Solution: You can create helper functions or use the TestMain feature to control the flow of the test functions.
Testing often needs data and an environment set up that is used in testing. These are called test fixtures . While test fixtures are usually destroyed outside of the scope of the test function, sometimes certain artifacts like files, database records, or configuration files need to be removed so they won’t interfere with subsequent testing.
There are a couple of ways to set up and tear down test fixtures.
The easiest way is to create helper functions. For example, you want to take an image file and flip it. In this example, you want to flip a PNG-format image of the Mona Lisa.
The algorithm is easy; first load the image file into a two-dimensional grid of pixels (where a pixel is represented by a color.Color struct).
The specific code you want to test is the flip function that takes the grid and flips the pixels in it:
func flip(grid [][]color.Color) { for x := 0; x < len(grid); x++ { col := grid[x] for y := 0; y < len(col)/2; y++ { k := len(col) - y - 1 col[y], col[k] = col[k], col[y] } } }
The obvious setup is to take a PNG file and load it into a grid to get it ready for testing.
After flipping the grid, you’ll save it to a file, then load it up again to check the dimensions. This leaves a file on the filesystem after the test is run, so you need to clean that up.
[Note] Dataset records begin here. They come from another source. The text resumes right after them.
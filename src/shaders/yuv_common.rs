// SPDX-License-Identifier: GPL-3.0-only
//! Shared YUV->RGB colour math
//!
//! Used by every conversion path:
//! - the fixed-function combiners (as packed chroma coefficient vectors)
//! - the fragment program epilogues (as a matrix plus offsets)
//! - the 3D lookup cube (evaluated per texel)

use serde::{Deserialize, Serialize};

/// User colour controls
///
/// Hue is in radians; gammas are per channel and must be positive.
#[derive(Debug, Clone, Copy, PartialEq, Serialize, Deserialize)]
#[serde(default)]
pub struct ColorAdjustment {
    pub brightness: f32,
    pub contrast: f32,
    pub hue: f32,
    pub saturation: f32,
    pub gamma_r: f32,
    pub gamma_g: f32,
    pub gamma_b: f32,
}

impl Default for ColorAdjustment {
    fn default() -> Self {
        Self::NEUTRAL
    }
}

impl ColorAdjustment {
    /// No change to the decoded colours
    pub const NEUTRAL: ColorAdjustment = ColorAdjustment {
        brightness: 0.0,
        contrast: 1.0,
        hue: 0.0,
        saturation: 1.0,
        gamma_r: 1.0,
        gamma_g: 1.0,
        gamma_b: 1.0,
    };

    /// Hue and saturation folded into `(saturation*cos(hue), saturation*sin(hue))`
    pub fn uv_rotation(&self) -> (f32, f32) {
        (
            self.saturation * self.hue.cos(),
            self.saturation * self.hue.sin(),
        )
    }

    pub fn gammas(&self) -> [f32; 3] {
        [self.gamma_r, self.gamma_g, self.gamma_b]
    }

    /// Whether every gamma is 1
    pub fn is_linear(&self) -> bool {
        self.gammas().iter().all(|&g| g == 1.0)
    }
}

/// Y, U, V factors and constant offset for each of R, G, B
#[derive(Debug, Clone, Copy, PartialEq)]
pub struct CoefficientMatrix {
    /// `[ry, gy, by]`
    pub y: [f32; 3],
    /// `[ru, gu, bu]`
    pub u: [f32; 3],
    /// `[rv, gv, bv]`
    pub v: [f32; 3],
    /// `[rc, gc, bc]`
    pub offset: [f32; 3],
}

impl CoefficientMatrix {
    /// BT.601 video-range matrix with contrast, brightness, hue and
    /// saturation applied
    pub fn from_adjustment(adj: &ColorAdjustment) -> Self {
        let (uvcos, uvsin) = adj.uv_rotation();
        let contrast = adj.contrast;

        let luma = 1.164 * contrast;
        let y = [luma; 3];
        let u = [
            1.596 * uvsin,
            -0.391 * uvcos + -0.813 * uvsin,
            2.018 * uvcos,
        ];
        let v = [
            1.596 * uvcos,
            -0.391 * uvsin + -0.813 * uvcos,
            2.018 * uvsin,
        ];
        let offset = std::array::from_fn(|c| {
            let bias = (-16.0 * y[c] + -128.0 * u[c] + -128.0 * v[c]) / 255.0 + adj.brightness;
            // Centre contrast on mid-grey so contrast 0 gives grey, not black
            bias + 0.5 - contrast / 2.0
        });
        Self { y, u, v, offset }
    }

    /// Convert one normalised YUV triple
    pub fn apply(&self, yuv: [f32; 3]) -> [f32; 3] {
        std::array::from_fn(|c| {
            self.y[c] * yuv[0] + self.u[c] * yuv[1] + self.v[c] * yuv[2] + self.offset[c]
        })
    }
}

/// Chroma coefficient vectors for the fixed-function combiners
///
/// Returns `(ucoef, vcoef)` for R, G, B (fourth component 0), remapped from
/// [-2, 2] into [0, 1] as `x * 0.25 + 0.5`. The combiners undo this with
/// half-bias inputs and a scale-by-four output.
pub fn combiner_coefficients(uvcos: f32, uvsin: f32) -> ([f32; 4], [f32; 4]) {
    let u = [
        1.403 * uvsin,
        -0.344 * uvcos + -0.714 * uvsin,
        1.770 * uvcos,
        0.0,
    ];
    let v = [
        1.403 * uvcos,
        -0.344 * uvsin + -0.714 * uvcos,
        1.770 * uvsin,
        0.0,
    ];
    let pack = |c: [f32; 4]| c.map(|x| x * 0.25 + 0.5);
    (pack(u), pack(v))
}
The straightforward way to do this is to call setup at the beginning of the test function and also call teardown before the end of the test function. Another way of doing this is to create a setup function that returns a teardown closure:
func setup(filename string) (teardown func(tempfile string), grid [][]color.Color) { grid = load(filename) teardown = func(tempfile string) { os.Remove(tempfile) } return }
You can then call the teardown using defer , which will ensure that the teardown happens at the end of the function:
func TestFlip(t *testing.T) { teardown, grid := setup("monalisa.png") defer teardown("flipped.png") flip(grid) save("flipped.png", grid) g := load("flipped.png") if len(g) != 321 || len(g[0]) != 480 { t.Error("Grid is wrong size", "width:", len(g), "length:", len(g[0])) } }
A test suite is a collection of test cases. Helper functions work well for smaller test suites, but in a larger one, it is tedious to call the helper function over and over again, especially if it takes up resources. Normally you would want to set up all the test fixtures up front and then tear it all down after the test suite completes.
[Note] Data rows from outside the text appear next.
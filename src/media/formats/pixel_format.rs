// SPDX-License-Identifier: GPL-3.0-only

//! Pixel format identifiers of decoded video frames

use std::fmt;

/// Frame pixel formats known to the renderer
#[derive(Debug, Clone, Copy, PartialEq, Eq, Hash)]
pub enum PixelFormat {
    // ===== RGB order =====
    /// 15-bit RGB, 5 bits per channel
    RGB15,
    /// 16-bit RGB, 5-6-5
    RGB16,
    /// 24-bit RGB (3 bytes per pixel)
    RGB24,
    /// 32-bit RGBA (4 bytes per pixel)
    RGBA,

    // ===== BGR order =====
    BGR15,
    BGR16,
    BGR24,
    BGRA,

    // ===== YUV =====
    /// YV12 4:2:0 - Planar (Y + V + U planes)
    YV12,
    /// I420 4:2:0 - Planar (Y + U + V planes)
    I420,
    /// YUY2 4:2:2 - Packed (Y0 U Y1 V)
    YUY2,

    // ===== Grayscale =====
    /// Y800 - 8-bit luma only
    Y800,
    /// Y8 - same layout as Y800
    Y8,

    /// Unknown/unsupported format
    Unknown,
}

impl PixelFormat {
    /// Every named format, in table order
    pub const ALL: [PixelFormat; 13] = [
        PixelFormat::RGB15,
        PixelFormat::RGB16,
        PixelFormat::RGB24,
        PixelFormat::RGBA,
        PixelFormat::BGR15,
        PixelFormat::BGR16,
        PixelFormat::BGR24,
        PixelFormat::BGRA,
        PixelFormat::YV12,
        PixelFormat::I420,
        PixelFormat::YUY2,
        PixelFormat::Y800,
        PixelFormat::Y8,
    ];

    /// Parse a format name such as `"BGR24"` or `"YV12"`
    pub fn from_fourcc(fourcc: &str) -> Self {
        match fourcc.trim().to_uppercase().as_str() {
            "RGB15" => Self::RGB15,
            "RGB16" => Self::RGB16,
            "RGB24" | "RGB" | "RGB3" => Self::RGB24,
            "RGBA" | "RGB32" | "RGB4" => Self::RGBA,
            "BGR15" => Self::BGR15,
            "BGR16" => Self::BGR16,
            "BGR24" | "BGR" | "BGR3" => Self::BGR24,
            "BGRA" | "BGR32" | "BGR4" => Self::BGRA,
            "YV12" => Self::YV12,
            "I420" | "IYUV" => Self::I420,
            "YUY2" | "YUYV" => Self::YUY2,
            "Y800" | "GREY" => Self::Y800,
            "Y8" => Self::Y8,
            _ => Self::Unknown,
        }
    }

    pub fn fourcc(&self) -> &'static str {
        match self {
            Self::RGB15 => "RGB15",
            Self::RGB16 => "RGB16",
            Self::RGB24 => "RGB24",
            Self::RGBA => "RGBA",
            Self::BGR15 => "BGR15",
            Self::BGR16 => "BGR16",
            Self::BGR24 => "BGR24",
            Self::BGRA => "BGRA",
            Self::YV12 => "YV12",
            Self::I420 => "I420",
            Self::YUY2 => "YUY2",
            Self::Y800 => "Y800",
            Self::Y8 => "Y8",
            Self::Unknown => "UNKN",
        }
    }

    /// Check if channels are stored blue first
    pub fn is_bgr(&self) -> bool {
        matches!(self, Self::BGR15 | Self::BGR16 | Self::BGR24 | Self::BGRA)
    }

    /// Check if this is an RGB or BGR format
    pub fn is_rgb(&self) -> bool {
        self.is_bgr() || matches!(self, Self::RGB15 | Self::RGB16 | Self::RGB24 | Self::RGBA)
    }

    /// Check if this is a planar YUV format drawn through the conversion path
    pub fn is_planar_yuv(&self) -> bool {
        matches!(self, Self::YV12 | Self::I420)
    }

    /// Bits per pixel, 0 if unknown
    pub fn depth(&self) -> u32 {
        match self {
            Self::RGB15 | Self::BGR15 => 15,
            Self::RGB16 | Self::BGR16 | Self::YUY2 => 16,
            Self::RGB24 | Self::BGR24 => 24,
            Self::RGBA | Self::BGRA => 32,
            Self::YV12 | Self::I420 => 12,
            Self::Y800 | Self::Y8 => 8,
            Self::Unknown => 0,
        }
    }
}

impl fmt::Display for PixelFormat {
    fn fmt(&self, f: &mut fmt::Formatter<'_>) -> fmt::Result {
        write!(f, "{}", self.fourcc())
    }
}

#[cfg(test)]
mod tests {
    use super::*;

    #[test]
    fn test_fourcc_round_trip() {
        for format in PixelFormat::ALL {
            assert_eq!(PixelFormat::from_fourcc(format.fourcc()), format);
        }
        assert_eq!(PixelFormat::from_fourcc("nv12"), PixelFormat::Unknown);
    }

    #[test]
    fn test_bgr_predicate() {
        assert!(PixelFormat::BGR16.is_bgr());
        assert!(!PixelFormat::RGB16.is_bgr());
        assert!(PixelFormat::RGB16.is_rgb());
        assert!(!PixelFormat::YV12.is_rgb());
    }
}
The TestMain feature was added in Go 1.4, and it allows more flexible and lower-level control of setting up and tearing down test fixtures. If a test file contains the TestMain function, then Go will run TestMain instead of the tests directly. TestMain runs in the main goroutine and will run the rest of the test cases when you call m.Run . As a result, you can set up whatever you need before m.Run and tear down whatever fixtures were created after.
When you call m.Run , it will return an exit code that you can pass to os.Exit to exit the test suite cleanly:
func TestMain(m *testing.M) { fmt.Println("setup") exitCode := m.Run() fmt.Println("teardown") os.Exit(exitCode) }
When you run go test in the command line, you will get this:
% go test -v
setup
=== RUN TestAdd
testing_test.go:23: Result is: 3
- - - PASS: TestAdd (0.00s)
=== RUN TestAddWithTables
- - - PASS: TestAddWithTables (0.00s)
=== RUN TestFlip
- - - PASS: TestFlip (0.07s)
PASS
teardown
ok github.com/sausheong/gocookbook/ch18_testing 0.527s
As you can see, the setup runs before any test functions are run, and the teardown runs after all the test functions complete.